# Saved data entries
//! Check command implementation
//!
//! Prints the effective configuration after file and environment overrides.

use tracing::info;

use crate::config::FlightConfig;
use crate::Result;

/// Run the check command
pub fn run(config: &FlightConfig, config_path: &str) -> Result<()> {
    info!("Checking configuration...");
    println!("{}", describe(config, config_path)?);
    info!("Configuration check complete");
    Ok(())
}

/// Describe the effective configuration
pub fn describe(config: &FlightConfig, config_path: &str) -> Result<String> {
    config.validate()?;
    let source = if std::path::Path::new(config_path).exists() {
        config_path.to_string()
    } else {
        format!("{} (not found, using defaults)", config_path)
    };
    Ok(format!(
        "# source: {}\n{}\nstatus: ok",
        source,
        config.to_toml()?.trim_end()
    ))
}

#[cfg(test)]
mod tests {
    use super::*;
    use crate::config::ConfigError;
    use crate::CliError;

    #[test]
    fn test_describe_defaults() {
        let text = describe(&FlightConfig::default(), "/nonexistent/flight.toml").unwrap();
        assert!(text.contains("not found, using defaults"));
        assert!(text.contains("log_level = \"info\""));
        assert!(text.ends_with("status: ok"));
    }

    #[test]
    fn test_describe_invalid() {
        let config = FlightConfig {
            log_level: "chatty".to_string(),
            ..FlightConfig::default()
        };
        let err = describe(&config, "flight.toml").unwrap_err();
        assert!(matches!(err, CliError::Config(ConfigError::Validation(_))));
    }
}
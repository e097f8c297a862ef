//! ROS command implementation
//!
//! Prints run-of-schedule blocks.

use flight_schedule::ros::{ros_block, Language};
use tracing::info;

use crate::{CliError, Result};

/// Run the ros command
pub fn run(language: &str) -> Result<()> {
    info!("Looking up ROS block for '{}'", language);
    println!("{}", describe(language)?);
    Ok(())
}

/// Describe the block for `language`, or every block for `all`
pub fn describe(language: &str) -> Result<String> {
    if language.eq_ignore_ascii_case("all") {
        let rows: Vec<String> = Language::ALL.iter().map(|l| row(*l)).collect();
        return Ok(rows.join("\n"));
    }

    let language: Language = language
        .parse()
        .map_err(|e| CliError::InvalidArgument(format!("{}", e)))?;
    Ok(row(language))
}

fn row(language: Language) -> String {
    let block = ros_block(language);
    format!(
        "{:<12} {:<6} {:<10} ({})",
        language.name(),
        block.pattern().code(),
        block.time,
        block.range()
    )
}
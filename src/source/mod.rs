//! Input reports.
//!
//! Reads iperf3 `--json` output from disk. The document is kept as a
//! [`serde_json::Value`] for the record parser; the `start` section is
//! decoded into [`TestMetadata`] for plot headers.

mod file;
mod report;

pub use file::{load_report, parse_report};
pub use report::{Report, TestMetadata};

# Task prompt
Only the lines containing the string "FlightConfig" are needed; pull them out of the records.

# Your solution
use crate::config::FlightConfig;
pub fn run(config: &FlightConfig, config_path: &str) -> Result<()> {
pub fn describe(config: &FlightConfig, config_path: &str) -> Result<String> {
        let text = describe(&FlightConfig::default(), "/nonexistent/flight.toml").unwrap();
        let config = FlightConfig {
            ..FlightConfig::default()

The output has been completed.